- DVD cover
- Directed by: Robert Vince
- Screenplay by: Anna Singer; Anne Vince; Anna McRoberts;
- Story by: Anne Vince; Robert Vince;
- Starring: Robby Benson; Devin Douglas Drewitz; Trevor Wright; Ian Bagg; Rob Tinkler; Gwynyth Walsh; Nicole McKay; James Crescenzo; Bjorn Leines;
- Cinematography: Mike Southon
- Edited by: Kelly Herron
- Music by: Brahm Wenger
- Production company: Keystone Family Pictures
- Distributed by: Buena Vista Home Entertainment
- Release dates: December 2003 (WFF); January 20, 2004 (United States);
- Running time: 88 minutes
- Country: Canada
- Language: English

= MXP: Most Xtreme Primate =

2003 Canadian film by Robert Vince

MXP: Most Xtreme Primate is a 2003 Canadian sports comedy film directed and co-produced by Robert Vince, and a sequel to MVP: Most Valuable Primate (2000) and MVP 2: Most Vertical Primate (2001). MXP: Most Xtreme Primate follows Jack, an athletic chimpanzee who meets sibling snowboarders Pete (played by Devin Douglas Drewitz) and Jay (Trevor Wright); together they outwit a pair of criminals while attempting to win a snowboard cross championship.

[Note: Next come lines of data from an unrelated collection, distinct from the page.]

// src/models/produto.rs

use rust_decimal::Decimal;
use serde::{Deserialize, Serialize};
use sqlx::FromRow;
use utoipa::ToSchema;

// --- Produto ---
// Espelha a tabela de produtos do banco local da loja. Os nomes no JSON são
// os mesmos das colunas (CODIGO, PRODUTO, ESTOQUEATUAL...), que é o formato
// que as outras lojas já esperam.
#[derive(Debug, Clone, PartialEq, Serialize, Deserialize, FromRow, ToSchema)]
pub struct Produto {
    #[serde(rename = "CODIGO")]
    pub codigo: String,

    #[serde(rename = "PRODUTO")]
    pub produto: String,

    #[serde(rename = "CODBARRA", default)]
    pub codbarra: Option<String>,

    #[serde(rename = "UNIDADE", default)]
    pub unidade: Option<String>,

    #[serde(rename = "ESTOQUEATUAL")]
    #[sqlx(rename = "estoqueatual")]
    pub estoque_atual: Decimal,

    #[serde(rename = "PRECOCUSTO", default)]
    #[sqlx(rename = "precocusto")]
    pub preco_custo: Decimal,

    #[serde(rename = "PRECOVENDA", default)]
    #[sqlx(rename = "precovenda")]
    pub preco_venda: Decimal,
}

// Resposta padrão das buscas: { "data": [...] }
#[derive(Debug, Serialize, Deserialize, ToSchema)]
pub struct ListaProdutos {
    pub data: Vec<Produto>,
}

#[cfg(test)]
mod tests {
    use super::*;
    use serde_json::json;

    #[test]
    fn serializes_with_column_names() {
        let p = Produto {
            codigo: "123".into(),
            produto: "ASPIRINA 500MG".into(),
            codbarra: None,
            unidade: Some("CX".into()),
            estoque_atual: Decimal::from(5),
            preco_custo: Decimal::new(250, 2),
            preco_venda: Decimal::new(499, 2),
        };
        let v = serde_json::to_value(&p).unwrap();
        assert_eq!(v["CODIGO"], "123");
        assert_eq!(v["ESTOQUEATUAL"], json!(5.0));
        assert_eq!(v["UNIDADE"], "CX");
    }

    #[test]
    fn prices_are_optional_on_input() {
        let p: Produto = serde_json::from_value(json!({
            "CODIGO": "9", "PRODUTO": "GAZE", "ESTOQUEATUAL": 2
        }))
        .unwrap();
        assert_eq!(p.estoque_atual, Decimal::from(2));
        assert_eq!(p.preco_venda, Decimal::ZERO);
    }
}
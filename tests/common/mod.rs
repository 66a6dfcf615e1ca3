// tests/common/mod.rs
//
// Rede simulada: várias lojas compartilhando um banco remoto em memória.
// As chamadas HTTP entre lojas vão direto para o Router de cada uma.
#![allow(dead_code)]

use std::{
    collections::HashMap,
    net::SocketAddr,
    sync::{Arc, Mutex},
    time::Duration,
};

use async_trait::async_trait;
use axum::{
    body::{to_bytes, Body},
    extract::ConnectInfo,
    http::{header::CONTENT_TYPE, Method, Request, StatusCode},
    Router,
};
use rust_decimal::Decimal;
use serde_json::Value;
use tower::ServiceExt;

use rede_lojas::{
    common::error::AppError,
    config::{AppState, Config},
    db::MemoryDatabase,
    models::produto::Produto,
    remote::MemoryStore,
    services::{
        peer_client::{PeerReply, PeerTransport},
        sessao::ativar_sessao,
    },
};

pub const SENHA: &str = "senha-da-rede";
pub const NAMESPACE: &str = "rede";

#[derive(Default)]
pub struct LoopbackTransport {
    lojas: Mutex<HashMap<String, Router>>,
    chamadas: Mutex<Vec<String>>,
}

impl LoopbackTransport {
    pub fn registrar(&self, loja: &str, app: Router) {
        self.lojas.lock().unwrap().insert(loja.to_string(), app);
    }

    pub fn chamadas(&self) -> Vec<String> {
        self.chamadas.lock().unwrap().clone()
    }

    pub fn chamadas_para(&self, url: &str) -> usize {
        self.chamadas().iter().filter(|c| *c == url).count()
    }
}

#[async_trait]
impl PeerTransport for LoopbackTransport {
    async fn post(&self, url: &str, body: Value) -> Result<PeerReply, AppError> {
        self.chamadas.lock().unwrap().push(url.to_string());

        let resto = url.strip_prefix("http://").unwrap_or(url);
        let (host, caminho) = match resto.split_once('/') {
            Some((host, caminho)) => (host, format!("/{}", caminho)),
            None => (resto, "/".to_string()),
        };
        let app = self.lojas.lock().unwrap().get(host).cloned().ok_or(AppError::Peer {
            status: 503,
            message: format!("loja {} inalcançável", host),
        })?;

        let req = Request::builder()
            .method(Method::POST)
            .uri(caminho)
            .header(CONTENT_TYPE, "application/json")
            .body(Body::from(body.to_string()))
            .unwrap();
        let resp = app.oneshot(req).await.unwrap();
        let status = resp.status().as_u16();
        let bytes = to_bytes(resp.into_body(), usize::MAX).await.unwrap();
        let body = serde_json::from_slice(&bytes).unwrap_or(Value::Null);
        Ok(PeerReply { status, body })
    }
}

pub struct Rede {
    pub remoto: Arc<MemoryStore>,
    pub transporte: Arc<LoopbackTransport>,
    pub prazo_busca: Duration,
}

pub struct Loja {
    pub id: String,
    pub state: AppState,
    pub db: Arc<MemoryDatabase>,
    pub app: Router,
}

pub fn config(loja: &str, prazo_busca: Duration) -> Config {
    Config {
        database_url: "postgres://nao-usado".to_string(),
        store_id: loja.to_string(),
        shared_password: SENHA.to_string(),
        user_code: "1".to_string(),
        bind_addr: "127.0.0.1:0".parse().unwrap(),
        public_url: format!("http://{}", loja),
        remote_store_url: None,
        remote_store_auth: None,
        remote_namespace: NAMESPACE.to_string(),
        stock_search_timeout: prazo_busca,
        peer_timeout: Duration::from_secs(5),
        db_max_connections: 5,
        db_acquire_timeout: Duration::from_secs(5),
        run_migrations: false,
    }
}

pub fn produto(codigo: &str, nome: &str, estoque: i64) -> Produto {
    Produto {
        codigo: codigo.to_string(),
        produto: nome.to_string(),
        codbarra: Some(format!("789{}", codigo)),
        unidade: Some("UN".to_string()),
        estoque_atual: Decimal::from(estoque),
        preco_custo: Decimal::new(250, 2),
        preco_venda: Decimal::new(499, 2),
    }
}

impl Rede {
    pub fn new() -> Self {
        Self::com_prazo(Duration::from_millis(800))
    }

    pub fn com_prazo(prazo_busca: Duration) -> Self {
        Self {
            remoto: Arc::new(MemoryStore::new()),
            transporte: Arc::new(LoopbackTransport::default()),
            prazo_busca,
        }
    }

    /// Sobe uma loja completa (sessão ativa: online + escutas).
    pub async fn loja(&self, id: &str, produtos: Vec<Produto>) -> Loja {
        let loja = self.loja_parada(id, produtos);
        ativar_sessao(&loja.state).await.unwrap();
        loja
    }

    /// Loja montada e alcançável por HTTP, mas sem sessão (não responde buscas).
    pub fn loja_parada(&self, id: &str, produtos: Vec<Produto>) -> Loja {
        let db = Arc::new(MemoryDatabase::com_produtos(produtos));
        let state = AppState::montar(
            config(id, self.prazo_busca),
            db.clone(),
            self.remoto.clone(),
            self.transporte.clone(),
        );
        let app = rede_lojas::router(state.clone());
        self.transporte.registrar(id, app.clone());
        Loja { id: id.to_string(), state, db, app }
    }
}

impl Loja {
    pub fn estoque(&self, codigo: &str) -> Option<Decimal> {
        self.db.produto(codigo).map(|p| p.estoque_atual)
    }

    pub async fn chamar(
        &self,
        method: Method,
        uri: &str,
        body: Option<Value>,
        origem: &str,
    ) -> (StatusCode, Value) {
        let mut req = Request::builder().method(method).uri(uri);
        if body.is_some() {
            req = req.header(CONTENT_TYPE, "application/json");
        }
        let mut req = req
            .body(body.map(|b| Body::from(b.to_string())).unwrap_or_else(Body::empty))
            .unwrap();
        req.extensions_mut()
            .insert(ConnectInfo(origem.parse::<SocketAddr>().unwrap()));

        let resp = self.app.clone().oneshot(req).await.unwrap();
        let status = resp.status();
        let bytes = to_bytes(resp.into_body(), usize::MAX).await.unwrap();
        (status, serde_json::from_slice(&bytes).unwrap_or(Value::Null))
    }

    /// Chamada da janela local (loopback).
    pub async fn get(&self, uri: &str) -> (StatusCode, Value) {
        self.chamar(Method::GET, uri, None, "127.0.0.1:40000").await
    }

    pub async fn post(&self, uri: &str, body: Value) -> (StatusCode, Value) {
        self.chamar(Method::POST, uri, Some(body), "127.0.0.1:40000").await
    }
}

/// Espera a condição ficar verdadeira (escutas rodam em outras tarefas).
pub async fn esperar<F, Fut>(mut condicao: F) -> bool
where
    F: FnMut() -> Fut,
    Fut: std::future::Future<Output = bool>,
{
    for _ in 0..100 {
        if condicao().await {
            return true;
        }
        tokio::time::sleep(Duration::from_millis(20)).await;
    }
    false
}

MXP: Most Xtreme Primate had its world premiere at the Whistler Film Festival in Whistler, British Columbia, in December 2003. Unlike its predecessors, the film did not see a theatrical release, instead being released direct-to-video through Buena Vista Home Entertainment on January 20, 2004.

==Plot==
Jack, a chimpanzee known for his athletic talent, is accidentally sent to a ski resort during a trip. There, he meets Ben and Cara, two siblings who are learning to snowboard. Jack quickly adapts to the sport and impresses everyone with his skills on the slopes. However, a group of antagonists discovers his talent and plans to capture him to commercially exploit his unique abilities. With the help of Ben and Cara, Jack must escape these dangers while competing in extreme snowboarding competitions, facing challenges, and strengthening their friendship along the way.

==Cast==
- Robby Benson as Edward
- Devin Douglas Drewitz as Pete
- Trevor Wright as Jay
- Ian Bagg as Gilfred
- Rob Tinkler as Stanley
- Gwynyth Walsh as Julie
- Nicole McKay as Howeena
- James Crescenzo as Paulie
- Bjorn Leines as Himself
- Louie as Louie the Chimpanzee
- Jack as Jack the Chimpanzee

==Production==
In MXP: Most Xtreme Primate, Jack is portrayed by Louie, a chimpanzee owned by Greg and Carol Lille. Louie was trained to snowboard by skiing and snowboarding instructor Sam Morishima, first using an indoor ski deck, then on hills and slopes on the Lilles' property, and finally on slopes at Soda Springs Ski Resort near Lake Tahoe in California. Louie had a "warming tent" set up for him, with a heater, to serve as a respite from the cold temperatures.